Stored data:
"""

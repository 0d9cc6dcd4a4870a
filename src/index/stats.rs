use crate::index::paths::IndexPaths;
use crate::index::types::IndexMeta;
use anyhow::{Context, Result};
use std::fs::{self, File};
use std::path::Path;
use std::time::{SystemTime, UNIX_EPOCH};

/// Print the build summary in `meta.json` and the size of every artifact
pub fn show_stats(dir: &Path) -> Result<()> {
    let paths = IndexPaths::new(dir);
    let meta_path = paths.meta();
    let meta_file = File::open(&meta_path).with_context(|| {
        format!("No index found in {}. Run 'spindex index' first.", dir.display())
    })?;
    let meta: IndexMeta =
        serde_json::from_reader(meta_file).context("Failed to parse meta.json")?;

    println!("spindex index");
    println!("-------------");
    println!();
    println!("Index location:   {}", dir.display());
    println!("Corpus:           {}", meta.corpus_path.display());
    println!("Index version:    {}", meta.version);
    println!("Document count:   {}", meta.doc_count);
    println!("Vocabulary size:  {}", meta.vocabulary_size);
    println!("Postings:         {}", meta.posting_count);
    println!("Tokens:           {}", meta.total_tokens);
    println!("Runs:             {} (up to {} records each)", meta.run_count, meta.run_size);
    if meta.doc_count > 0 {
        println!(
            "Avg doc length:   {:.1} tokens",
            meta.total_tokens as f64 / meta.doc_count as f64
        );
    }

    println!();
    println!("Artifacts:");
    for (label, path) in paths.artifacts() {
        if let Ok(metadata) = fs::metadata(&path) {
            println!("  {:18} {}", label, format_size(metadata.len()));
        }
    }

    if let Ok(size) = dir_size(&paths.runs_dir()) {
        if size > 0 {
            println!("  {:18} {}", "kept runs", format_size(size));
        }
    }

    println!();
    println!("Created:          {}", format_timestamp(meta.created_at));

    Ok(())
}

/// Total size of the files in the run directory, which holds no subdirectories
fn dir_size(path: &Path) -> std::io::Result<u64> {
    if !path.is_dir() {
        return Ok(0);
    }
    fs::read_dir(path)?.try_fold(0, |total: u64, entry| -> std::io::Result<u64> {
        let metadata = entry?.metadata()?;
        Ok(total + if metadata.is_file() { metadata.len() } else { 0 })
    })
}

/// Human readable byte count in binary units
pub fn format_size(bytes: u64) -> String {
    const UNITS: [&str; 3] = ["KB", "MB", "GB"];

    let mut value = bytes as f64;
    let mut unit = None;
    for name in UNITS {
        if value < 1024.0 {
            break;
        }
        value /= 1024.0;
        unit = Some(name);
    }

    match unit {
        Some(name) => format!("{:.2} {}", value, name),
        None => format!("{} bytes", bytes),
    }
}

/// Build time as seconds since the epoch plus how long ago that was
fn format_timestamp(ts: u64) -> String {
    let now = SystemTime::now()
        .duration_since(UNIX_EPOCH)
        .map(|d| d.as_secs())
        .unwrap_or(ts);
    let age = now.saturating_sub(ts);
    let ago = match age {
        0..60 => format!("{}s", age),
        60..3600 => format!("{}m", age / 60),
        3600..86400 => format!("{}h", age / 3600),
        _ => format!("{}d", age / 86400),
    };
    format!("{} (unix time, {} ago)", ts, ago)
}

"""

Work request: Reproduce, word for word, every line starting at the line that contains "let mut value = bytes as f64;" and ending with the final line of the entries.

The answer:
    let mut value = bytes as f64;
    let mut unit = None;
    for name in UNITS {
        if value < 1024.0 {
            break;
        }
        value /= 1024.0;
        unit = Some(name);
    }

    match unit {
        Some(name) => format!("{:.2} {}", value, name),
        None => format!("{} bytes", bytes),
    }
}

/// Build time as seconds since the epoch plus how long ago that was
fn format_timestamp(ts: u64) -> String {
    let now = SystemTime::now()
        .duration_since(UNIX_EPOCH)
        .map(|d| d.as_secs())
        .unwrap_or(ts);
    let age = now.saturating_sub(ts);
    let ago = match age {
        0..60 => format!("{}s", age),
        60..3600 => format!("{}m", age / 60),
        3600..86400 => format!("{}h", age / 3600),
        _ => format!("{}d", age / 86400),
    };
    format!("{} (unix time, {} ago)", ts, ago)
}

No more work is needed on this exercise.